#### RECORDED DATA
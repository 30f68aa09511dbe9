//! Job Orchestration
//!
//! The orchestrator accepts validated submissions, tracks live jobs in a
//! registry of cancellation tokens, bounds concurrent execution with a
//! semaphore, and drives graceful shutdown. All public job operations go
//! through [`JobOrchestrator`].

mod error;
mod registry;
mod service;

pub use error::OrchestratorError;
pub use registry::JobRegistry;
pub use service::{JobOrchestrator, OptimizationSubmission, OrchestratorSettings};
//! Tunable parameters for optimization sweeps.
//!
//! A sweep is declared as an ordered list of named [`ParameterRange`]s. Each
//! range expands eagerly into discrete [`ParamValue`]s, and the
//! [`ParameterGrid`] takes the Cartesian product across dimensions in
//! declaration order. Declaration order is load-bearing: best-result
//! tie-breaking is defined over grid iteration order.

mod grid;
mod range;
mod value;

pub use grid::{ParameterGrid, ParameterSet};
pub use range::{ParameterError, ParameterRange, ParameterRanges};
pub use value::ParamValue;
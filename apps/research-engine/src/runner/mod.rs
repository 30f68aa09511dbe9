//! Job Runners
//!
//! One runner per job kind. A runner owns the full lifecycle of an accepted
//! job: the `running` transition, phase-banded progress through the
//! throttled reporter, result persistence, and the terminal status write.
//! Cancellation is cooperative; runners check the job's token between
//! phases and map a fired token to `cancelled`, never `failed`.

mod backtest;
mod error;
mod optimization;
mod progress;

pub use backtest::BacktestRunner;
pub use error::RunError;
pub use optimization::OptimizationRunner;
pub use progress::ProgressReporter;
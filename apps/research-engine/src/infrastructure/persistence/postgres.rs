//! `PostgreSQL` job store.
//!
//! Durable [`JobStore`] backend. Lifecycle writes load the row inside a
//! transaction, apply [`Job::transition`] / [`Job::record_progress`], and
//! write back, so the state machine is enforced by the same domain code as
//! the in-memory backend. [`PostgresJobStore::ensure_schema`] bootstraps the
//! table idempotently at startup.

use async_trait::async_trait;
use chrono::{DateTime, Utc};
use serde_json::Value;
use sqlx::postgres::PgPoolOptions;
use sqlx::{PgPool, Row};
use tracing::{debug, info};
use uuid::Uuid;

use crate::domain::job::{Job, JobFilter, JobKind, JobStats, JobStatus, JobStore, StoreError};

const SELECT_COLUMNS: &str = "id, kind, status, progress, current_step, total_steps, \
     created_at, started_at, completed_at, actual_duration_secs, \
     error_message, result_data, spec";

const SCHEMA_DDL: &str = r"
    CREATE TABLE IF NOT EXISTS research_jobs (
        id                   UUID PRIMARY KEY,
        kind                 TEXT NOT NULL,
        status               TEXT NOT NULL,
        progress             DOUBLE PRECISION NOT NULL DEFAULT 0,
        current_step         TEXT,
        total_steps          INTEGER,
        created_at           TIMESTAMPTZ NOT NULL,
        started_at           TIMESTAMPTZ,
        completed_at         TIMESTAMPTZ,
        actual_duration_secs DOUBLE PRECISION,
        error_message        TEXT,
        result_data          JSONB,
        spec                 JSONB NOT NULL
    )
";

/// `PostgreSQL` implementation of [`JobStore`].
pub struct PostgresJobStore {
    pool: PgPool,
}

impl PostgresJobStore {
    /// Connect with the default pool size.
    ///
    /// # Errors
    ///
    /// Returns an error if the database cannot be connected.
    pub async fn new(database_url: &str) -> Result<Self, StoreError> {
        Self::with_max_connections(database_url, 5).await
    }

    /// Connect with a custom pool size.
    ///
    /// # Errors
    ///
    /// Returns an error if the database cannot be connected.
    pub async fn with_max_connections(
        database_url: &str,
        max_connections: u32,
    ) -> Result<Self, StoreError> {
        let pool = PgPoolOptions::new()
            .max_connections(max_connections)
            .connect(database_url)
            .await
            .map_err(|e| StoreError::Database(e.to_string()))?;

        info!(
            max_connections = max_connections,
            "PostgreSQL connection pool initialized"
        );

        Ok(Self { pool })
    }

    /// Wrap an existing pool (for testing).
    #[must_use]
    pub const fn with_pool(pool: PgPool) -> Self {
        Self { pool }
    }

    /// Get the underlying connection pool.
    #[must_use]
    pub const fn pool(&self) -> &PgPool {
        &self.pool
    }

    /// Create the jobs table and its listing index if they do not exist.
    ///
    /// Idempotent; called once at startup when this backend is selected.
    ///
    /// # Errors
    ///
    /// Returns an error if either DDL statement fails.
    pub async fn ensure_schema(&self) -> Result<(), StoreError> {
        sqlx::query(SCHEMA_DDL)
            .execute(&self.pool)
            .await
            .map_err(|e| StoreError::Database(e.to_string()))?;

        sqlx::query(
            "CREATE INDEX IF NOT EXISTS research_jobs_created_at_idx \
             ON research_jobs (created_at DESC)",
        )
        .execute(&self.pool)
        .await
        .map_err(|e| StoreError::Database(e.to_string()))?;

        info!("Job store schema ensured");
        Ok(())
    }

    async fn fetch_for_update(
        tx: &mut sqlx::Transaction<'_, sqlx::Postgres>,
        job_id: Uuid,
    ) -> Result<Option<Job>, StoreError> {
        let row = sqlx::query(&format!(
            "SELECT {SELECT_COLUMNS} FROM research_jobs WHERE id = $1 FOR UPDATE"
        ))
        .bind(job_id)
        .fetch_optional(&mut **tx)
        .await
        .map_err(|e| StoreError::Database(e.to_string()))?;

        row.as_ref().map(Self::row_to_job).transpose()
    }

    async fn write_back(
        tx: &mut sqlx::Transaction<'_, sqlx::Postgres>,
        job: &Job,
    ) -> Result<(), StoreError> {
        sqlx::query(
            r"
            UPDATE research_jobs SET
                status = $2,
                progress = $3,
                current_step = $4,
                total_steps = $5,
                started_at = $6,
                completed_at = $7,
                actual_duration_secs = $8,
                error_message = $9
            WHERE id = $1
            ",
        )
        .bind(job.id)
        .bind(job.status.as_str())
        .bind(job.progress)
        .bind(&job.current_step)
        .bind(job.total_steps.map(|n| n as i32))
        .bind(job.started_at)
        .bind(job.completed_at)
        .bind(job.actual_duration_secs)
        .bind(&job.error_message)
        .execute(&mut **tx)
        .await
        .map_err(|e| StoreError::Database(e.to_string()))?;
        Ok(())
    }

    /// Convert a database row to a [`Job`].
    fn row_to_job(row: &sqlx::postgres::PgRow) -> Result<Job, StoreError> {
        let kind_text = row
            .try_get::<String, _>("kind")
            .map_err(|e| StoreError::MissingField(format!("kind: {e}")))?;
        let kind = JobKind::parse(&kind_text)
            .ok_or_else(|| StoreError::Database(format!("Unknown job kind: {kind_text}")))?;

        let status_text = row
            .try_get::<String, _>("status")
            .map_err(|e| StoreError::MissingField(format!("status: {e}")))?;
        let status = JobStatus::parse(&status_text)
            .ok_or_else(|| StoreError::Database(format!("Unknown job status: {status_text}")))?;

        Ok(Job {
            id: row
                .try_get::<Uuid, _>("id")
                .map_err(|e| StoreError::MissingField(format!("id: {e}")))?,
            kind,
            status,
            progress: row
                .try_get::<f64, _>("progress")
                .map_err(|e| StoreError::MissingField(format!("progress: {e}")))?,
            current_step: row
                .try_get::<Option<String>, _>("current_step")
                .map_err(|e| StoreError::MissingField(format!("current_step: {e}")))?,
            total_steps: row
                .try_get::<Option<i32>, _>("total_steps")
                .map_err(|e| StoreError::MissingField(format!("total_steps: {e}")))?
                .map(|n| n as u32),
            created_at: row
                .try_get::<DateTime<Utc>, _>("created_at")
                .map_err(|e| StoreError::MissingField(format!("created_at: {e}")))?,
            started_at: row
                .try_get::<Option<DateTime<Utc>>, _>("started_at")
                .map_err(|e| StoreError::MissingField(format!("started_at: {e}")))?,
            completed_at: row
                .try_get::<Option<DateTime<Utc>>, _>("completed_at")
                .map_err(|e| StoreError::MissingField(format!("completed_at: {e}")))?,
            actual_duration_secs: row
                .try_get::<Option<f64>, _>("actual_duration_secs")
                .map_err(|e| StoreError::MissingField(format!("actual_duration_secs: {e}")))?,
            error_message: row
                .try_get::<Option<String>, _>("error_message")
                .map_err(|e| StoreError::MissingField(format!("error_message: {e}")))?,
            result_data: row
                .try_get::<Option<Value>, _>("result_data")
                .map_err(|e| StoreError::MissingField(format!("result_data: {e}")))?,
            spec: row
                .try_get::<Value, _>("spec")
                .map_err(|e| StoreError::MissingField(format!("spec: {e}")))?,
        })
    }
}

#[async_trait]
impl JobStore for PostgresJobStore {
    async fn create(&self, kind: JobKind, spec: Value) -> Result<Uuid, StoreError> {
        let job = Job::new(kind, spec);

        sqlx::query(
            r"
            INSERT INTO research_jobs (
                id, kind, status, progress, current_step, total_steps,
                created_at, started_at, completed_at, actual_duration_secs,
                error_message, result_data, spec
            ) VALUES ($1, $2, $3, $4, $5, $6, $7, $8, $9, $10, $11, $12, $13)
            ",
        )
        .bind(job.id)
        .bind(job.kind.as_str())
        .bind(job.status.as_str())
        .bind(job.progress)
        .bind(&job.current_step)
        .bind(job.total_steps.map(|n| n as i32))
        .bind(job.created_at)
        .bind(job.started_at)
        .bind(job.completed_at)
        .bind(job.actual_duration_secs)
        .bind(&job.error_message)
        .bind(&job.result_data)
        .bind(&job.spec)
        .execute(&self.pool)
        .await
        .map_err(|e| StoreError::Database(e.to_string()))?;

        debug!(job_id = %job.id, kind = %job.kind, "Job row created");
        Ok(job.id)
    }

    async fn update_status(
        &self,
        job_id: Uuid,
        status: JobStatus,
        error_message: Option<String>,
    ) -> Result<(), StoreError> {
        let mut tx = self
            .pool
            .begin()
            .await
            .map_err(|e| StoreError::Database(e.to_string()))?;

        if let Some(mut job) = Self::fetch_for_update(&mut tx, job_id).await? {
            if job.transition(status, error_message) {
                Self::write_back(&mut tx, &job).await?;
            }
        }

        tx.commit()
            .await
            .map_err(|e| StoreError::Database(e.to_string()))?;
        Ok(())
    }

    async fn update_progress(
        &self,
        job_id: Uuid,
        progress: f64,
        step: Option<String>,
        total_steps: Option<u32>,
    ) -> Result<(), StoreError> {
        let mut tx = self
            .pool
            .begin()
            .await
            .map_err(|e| StoreError::Database(e.to_string()))?;

        if let Some(mut job) = Self::fetch_for_update(&mut tx, job_id).await? {
            job.record_progress(progress, step, total_steps);
            Self::write_back(&mut tx, &job).await?;
        }

        tx.commit()
            .await
            .map_err(|e| StoreError::Database(e.to_string()))?;
        Ok(())
    }

    async fn store_results(&self, job_id: Uuid, payload: Value) -> Result<(), StoreError> {
        sqlx::query("UPDATE research_jobs SET result_data = $2 WHERE id = $1")
            .bind(job_id)
            .bind(&payload)
            .execute(&self.pool)
            .await
            .map_err(|e| StoreError::Database(e.to_string()))?;
        Ok(())
    }

    async fn get(&self, job_id: Uuid) -> Result<Option<Job>, StoreError> {
        let row = sqlx::query(&format!(
            "SELECT {SELECT_COLUMNS} FROM research_jobs WHERE id = $1"
        ))
        .bind(job_id)
        .fetch_optional(&self.pool)
        .await
        .map_err(|e| StoreError::Database(e.to_string()))?;

        row.as_ref().map(Self::row_to_job).transpose()
    }

    async fn get_results(&self, job_id: Uuid) -> Result<Option<Value>, StoreError> {
        let row = sqlx::query(
            "SELECT result_data FROM research_jobs WHERE id = $1 AND status = $2",
        )
        .bind(job_id)
        .bind(JobStatus::Completed.as_str())
        .fetch_optional(&self.pool)
        .await
        .map_err(|e| StoreError::Database(e.to_string()))?;

        match row {
            Some(row) => row
                .try_get::<Option<Value>, _>("result_data")
                .map_err(|e| StoreError::MissingField(format!("result_data: {e}"))),
            None => Ok(None),
        }
    }

    async fn list(&self, filter: &JobFilter) -> Result<Vec<Job>, StoreError> {
        let rows = sqlx::query(&format!(
            r"
            SELECT {SELECT_COLUMNS}
            FROM research_jobs
            WHERE ($1::text IS NULL OR kind = $1)
              AND ($2::text IS NULL OR status = $2)
            ORDER BY created_at DESC, id DESC
            LIMIT $3 OFFSET $4
            "
        ))
        .bind(filter.kind.map(|kind| kind.as_str()))
        .bind(filter.status.map(|status| status.as_str()))
        .bind(filter.limit as i64)
        .bind(filter.offset as i64)
        .fetch_all(&self.pool)
        .await
        .map_err(|e| StoreError::Database(e.to_string()))?;

        rows.iter().map(Self::row_to_job).collect()
    }

    async fn stats(&self, kind: Option<JobKind>) -> Result<JobStats, StoreError> {
        let rows = sqlx::query(
            r"
            SELECT status, COUNT(*) AS count, AVG(actual_duration_secs) AS avg_secs
            FROM research_jobs
            WHERE ($1::text IS NULL OR kind = $1)
            GROUP BY status
            ",
        )
        .bind(kind.map(|kind| kind.as_str()))
        .fetch_all(&self.pool)
        .await
        .map_err(|e| StoreError::Database(e.to_string()))?;

        let mut stats = JobStats::default();
        for row in rows {
            let status_text = row
                .try_get::<String, _>("status")
                .map_err(|e| StoreError::MissingField(format!("status: {e}")))?;
            let status = JobStatus::parse(&status_text).ok_or_else(|| {
                StoreError::Database(format!("Unknown job status: {status_text}"))
            })?;
            let count = row
                .try_get::<i64, _>("count")
                .map_err(|e| StoreError::MissingField(format!("count: {e}")))?
                .max(0) as usize;

            match status {
                JobStatus::Pending => stats.pending = count,
                JobStatus::Running => stats.running = count,
                JobStatus::Completed => stats.completed = count,
                JobStatus::Failed => stats.failed = count,
                JobStatus::Cancelled => stats.cancelled = count,
            }
            stats.total += count;

            if status == JobStatus::Completed {
                stats.avg_completion_secs = row
                    .try_get::<Option<f64>, _>("avg_secs")
                    .map_err(|e| StoreError::MissingField(format!("avg_secs: {e}")))?;
            }
        }
        Ok(stats)
    }

    async fn delete(&self, job_id: Uuid) -> Result<bool, StoreError> {
        let result = sqlx::query("DELETE FROM research_jobs WHERE id = $1")
            .bind(job_id)
            .execute(&self.pool)
            .await
            .map_err(|e| StoreError::Database(e.to_string()))?;

        Ok(result.rows_affected() > 0)
    }
}
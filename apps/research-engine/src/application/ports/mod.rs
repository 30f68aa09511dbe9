//! Application Ports (Driven)
//!
//! Ports define interfaces for the external collaborators job execution
//! depends on. Each ships with an in-memory implementation so the engine is
//! runnable and testable without external services.

mod datasets;
mod evaluator;
mod strategies;

pub use datasets::{Dataset, DatasetError, DatasetRepositoryPort, InMemoryDatasetRepository};
pub use evaluator::{
    Evaluation, EvaluationObserver, EvaluationRequest, EvaluatorError, EvaluatorPort, FnEvaluator,
    NoOpObserver,
};
pub use strategies::{InMemoryStrategyRegistry, StrategyError, StrategyHandle, StrategyRegistryPort};

#[cfg(test)]
pub use datasets::MockDatasetRepositoryPort;
#[cfg(test)]
pub use strategies::MockStrategyRegistryPort;
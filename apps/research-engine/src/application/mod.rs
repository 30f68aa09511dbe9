//! Application Layer
//!
//! The application layer defines the ports through which job execution talks
//! to the outside world:
//!
//! - **Ports**: Interfaces for the evaluator, dataset repository, and
//!   strategy registry consumed while a job runs

pub mod ports;
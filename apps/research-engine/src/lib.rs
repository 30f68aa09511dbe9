// Allow unwrap/expect in tests - tests should panic on unexpected errors
// Allow test-specific patterns and pedantic lints in test code
#![cfg_attr(
    test,
    allow(
        clippy::unwrap_used,
        clippy::expect_used,
        clippy::float_cmp,
        clippy::significant_drop_tightening,
        clippy::too_many_lines,
        clippy::match_same_arms,
        clippy::needless_pass_by_value,
        clippy::needless_collect,
        clippy::option_if_let_else,
        clippy::default_trait_access,
        clippy::items_after_statements,
        clippy::or_fun_call
    )
)]

//! Research Engine - Rust Core Library
//!
//! Background job orchestration and parameter-optimization engine for the
//! Cream trading system.
//!
//! # Architecture (Clean Architecture + DDD + Hexagonal)
//!
//! ## Layers (inside → outside)
//!
//! - **Domain**: Core business logic (entities, lifecycle invariants)
//!   - `job`: Job record, status state machine, store contract
//!   - `parameters`: Tunable parameter ranges and grid expansion
//!
//! - **Application**: Port definitions
//!   - `ports`: Interfaces for external systems (`EvaluatorPort`,
//!     `DatasetRepositoryPort`, `StrategyRegistryPort`)
//!
//! - **Engine**: Job execution
//!   - `runner`: Per-kind runners driving one job to a terminal state
//!   - `optimization`: Grid expansion, bounded-parallel sweeps, analysis
//!   - `orchestrator`: Public facade, worker pool, cancellation registry
//!
//! - **Infrastructure**: Adapters (implementations)
//!   - `persistence`: Job store backends (in-memory, `PostgreSQL`)
//!   - `config`: Dependency injection container
//!
//! - **Cross-cutting**
//!   - `config`: YAML configuration with env interpolation
//!   - `observability`: Prometheus metrics and OTLP tracing
//!
//! # Coverage
//!
//! Coverage threshold: 90% (Critical tier)

#![forbid(unsafe_code)]
#![warn(missing_docs)]
#![warn(clippy::pedantic)]

// =============================================================================
// Clean Architecture Layers
// =============================================================================

/// Domain layer - Core business logic with no external dependencies.
pub mod domain;

/// Application layer - Port definitions.
pub mod application;

/// Runner layer - Per-kind job execution strategies.
pub mod runner;

/// Optimization layer - Parameter sweeps and result analysis.
pub mod optimization;

/// Orchestrator layer - Public job facade and worker pool.
pub mod orchestrator;

/// Infrastructure layer - Adapters and composition root.
pub mod infrastructure;

/// Configuration loading and validation.
pub mod config;

/// Metrics and distributed tracing.
pub mod observability;

// =============================================================================
// Re-exports from Clean Architecture
// =============================================================================

// Domain re-exports
pub use domain::job::{
    BacktestSpec, DEFAULT_LIST_LIMIT, Job, JobFilter, JobKind, JobStats, JobStatus, JobStore,
    OptimizationSpec, StoreError,
};
pub use domain::parameters::{
    ParamValue, ParameterError, ParameterGrid, ParameterRange, ParameterRanges, ParameterSet,
};

// Application re-exports
pub use application::ports::{
    Dataset, DatasetError, DatasetRepositoryPort, Evaluation, EvaluationObserver,
    EvaluationRequest, EvaluatorError, EvaluatorPort, FnEvaluator, InMemoryDatasetRepository,
    InMemoryStrategyRegistry, NoOpObserver, StrategyError, StrategyHandle, StrategyRegistryPort,
};

// Engine re-exports
pub use optimization::{
    OptimizationEngine, OptimizationError, OptimizationReport, ResultEntry, SweepSettings,
};
pub use orchestrator::{
    JobOrchestrator, OptimizationSubmission, OrchestratorError, OrchestratorSettings,
};
pub use runner::{BacktestRunner, OptimizationRunner, ProgressReporter, RunError};

// Infrastructure re-exports
pub use config::{Config, ConfigError, load_config, load_config_from_string};
pub use infrastructure::config::Container;
pub use infrastructure::persistence::{InMemoryJobStore, PostgresJobStore};
//! Throttled Progress Reporting
//!
//! Wraps [`JobStore::update_progress`] so that frequent updates from a hot
//! evaluation loop do not hammer the store. Updates below `1.0` inside the
//! throttle window are dropped and counted; completion always flushes.

use std::sync::Arc;
use std::time::{Duration, Instant};

use parking_lot::Mutex;
use tracing::warn;
use uuid::Uuid;

use crate::domain::job::JobStore;
use crate::observability::metrics::record_progress_throttled;

/// Throttling decorator around [`JobStore::update_progress`].
///
/// Store errors are logged and swallowed: progress is advisory and must
/// never abort a job.
pub struct ProgressReporter {
    store: Arc<dyn JobStore>,
    job_id: Uuid,
    min_interval: Duration,
    last_sent: Mutex<Option<Instant>>,
}

impl ProgressReporter {
    /// Create a reporter for one job.
    #[must_use]
    pub fn new(store: Arc<dyn JobStore>, job_id: Uuid, min_interval: Duration) -> Self {
        Self {
            store,
            job_id,
            min_interval,
            last_sent: Mutex::new(None),
        }
    }

    /// Forward a progress update unless it falls inside the throttle window.
    ///
    /// Updates with `progress >= 1.0` bypass the throttle so the final
    /// fraction is never lost.
    pub async fn report(&self, progress: f64, step: Option<String>, total_steps: Option<u32>) {
        if progress < 1.0 && self.throttled() {
            record_progress_throttled();
            return;
        }

        if let Err(err) = self
            .store
            .update_progress(self.job_id, progress, step, total_steps)
            .await
        {
            warn!(job_id = %self.job_id, error = %err, "Progress update failed; continuing");
        }
    }

    /// Check and advance the throttle window. The lock guard stays inside
    /// this synchronous call and never crosses an await.
    fn throttled(&self) -> bool {
        let mut last_sent = self.last_sent.lock();
        let now = Instant::now();
        match *last_sent {
            Some(last) if now.duration_since(last) < self.min_interval => true,
            _ => {
                *last_sent = Some(now);
                false
            }
        }
    }
}

#[cfg(test)]
mod tests {
    use async_trait::async_trait;
    use serde_json::{Value, json};

    use super::*;
    use crate::domain::job::{Job, JobFilter, JobKind, JobStats, JobStatus, StoreError};
    use crate::infrastructure::persistence::InMemoryJobStore;

    async fn seeded(store: &InMemoryJobStore) -> Uuid {
        store
            .create(JobKind::Backtest, json!({"strategy_id": "sma_cross"}))
            .await
            .unwrap()
    }

    async fn stored_progress(store: &InMemoryJobStore, job_id: Uuid) -> f64 {
        store.get(job_id).await.unwrap().unwrap().progress
    }

    #[tokio::test]
    async fn first_update_passes_then_window_drops() {
        let store = Arc::new(InMemoryJobStore::new());
        let job_id = seeded(&store).await;
        let reporter = ProgressReporter::new(store.clone(), job_id, Duration::from_secs(60));

        reporter.report(0.2, Some("warmup".to_string()), None).await;
        reporter.report(0.5, None, None).await;

        assert!((stored_progress(&store, job_id).await - 0.2).abs() < f64::EPSILON);
    }

    #[tokio::test]
    async fn completion_bypasses_the_throttle() {
        let store = Arc::new(InMemoryJobStore::new());
        let job_id = seeded(&store).await;
        let reporter = ProgressReporter::new(store.clone(), job_id, Duration::from_secs(60));

        reporter.report(0.2, None, None).await;
        reporter.report(1.0, Some("done".to_string()), None).await;

        assert!((stored_progress(&store, job_id).await - 1.0).abs() < f64::EPSILON);
    }

    #[tokio::test]
    async fn zero_interval_forwards_everything() {
        let store = Arc::new(InMemoryJobStore::new());
        let job_id = seeded(&store).await;
        let reporter = ProgressReporter::new(store.clone(), job_id, Duration::ZERO);

        reporter.report(0.3, None, None).await;
        reporter.report(0.6, None, None).await;

        assert!((stored_progress(&store, job_id).await - 0.6).abs() < f64::EPSILON);
    }

    struct FailingStore;

    #[async_trait]
    impl JobStore for FailingStore {
        async fn create(&self, _kind: JobKind, _spec: Value) -> Result<Uuid, StoreError> {
            Err(StoreError::Database("store offline".to_string()))
        }

        async fn update_status(
            &self,
            _job_id: Uuid,
            _status: JobStatus,
            _error_message: Option<String>,
        ) -> Result<(), StoreError> {
            Err(StoreError::Database("store offline".to_string()))
        }

        async fn update_progress(
            &self,
            _job_id: Uuid,
            _progress: f64,
            _step: Option<String>,
            _total_steps: Option<u32>,
        ) -> Result<(), StoreError> {
            Err(StoreError::Database("store offline".to_string()))
        }

        async fn store_results(&self, _job_id: Uuid, _payload: Value) -> Result<(), StoreError> {
            Err(StoreError::Database("store offline".to_string()))
        }

        async fn get(&self, _job_id: Uuid) -> Result<Option<Job>, StoreError> {
            Err(StoreError::Database("store offline".to_string()))
        }

        async fn get_results(&self, _job_id: Uuid) -> Result<Option<Value>, StoreError> {
            Err(StoreError::Database("store offline".to_string()))
        }

        async fn list(&self, _filter: &JobFilter) -> Result<Vec<Job>, StoreError> {
            Err(StoreError::Database("store offline".to_string()))
        }

        async fn stats(&self, _kind: Option<JobKind>) -> Result<JobStats, StoreError> {
            Err(StoreError::Database("store offline".to_string()))
        }

        async fn delete(&self, _job_id: Uuid) -> Result<bool, StoreError> {
            Err(StoreError::Database("store offline".to_string()))
        }
    }

    #[tokio::test]
    async fn store_errors_are_swallowed() {
        let reporter = ProgressReporter::new(Arc::new(FailingStore), Uuid::new_v4(), Duration::ZERO);

        reporter.report(0.4, None, None).await;
        reporter.report(1.0, None, None).await;
    }
}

#### TASK
Starting at the line that has "async fn delete(&self, _job_id: Uuid)" in the records above, restate word for word every line until the one that has "reporter.report(0.4, None, None).await;", and include that one as well.

#### ANSWER TO THE EXERCISE
        async fn delete(&self, _job_id: Uuid) -> Result<bool, StoreError> {
            Err(StoreError::Database("store offline".to_string()))
        }
    }

    #[tokio::test]
    async fn store_errors_are_swallowed() {
        let reporter = ProgressReporter::new(Arc::new(FailingStore), Uuid::new_v4(), Duration::ZERO);

        reporter.report(0.4, None, None).await;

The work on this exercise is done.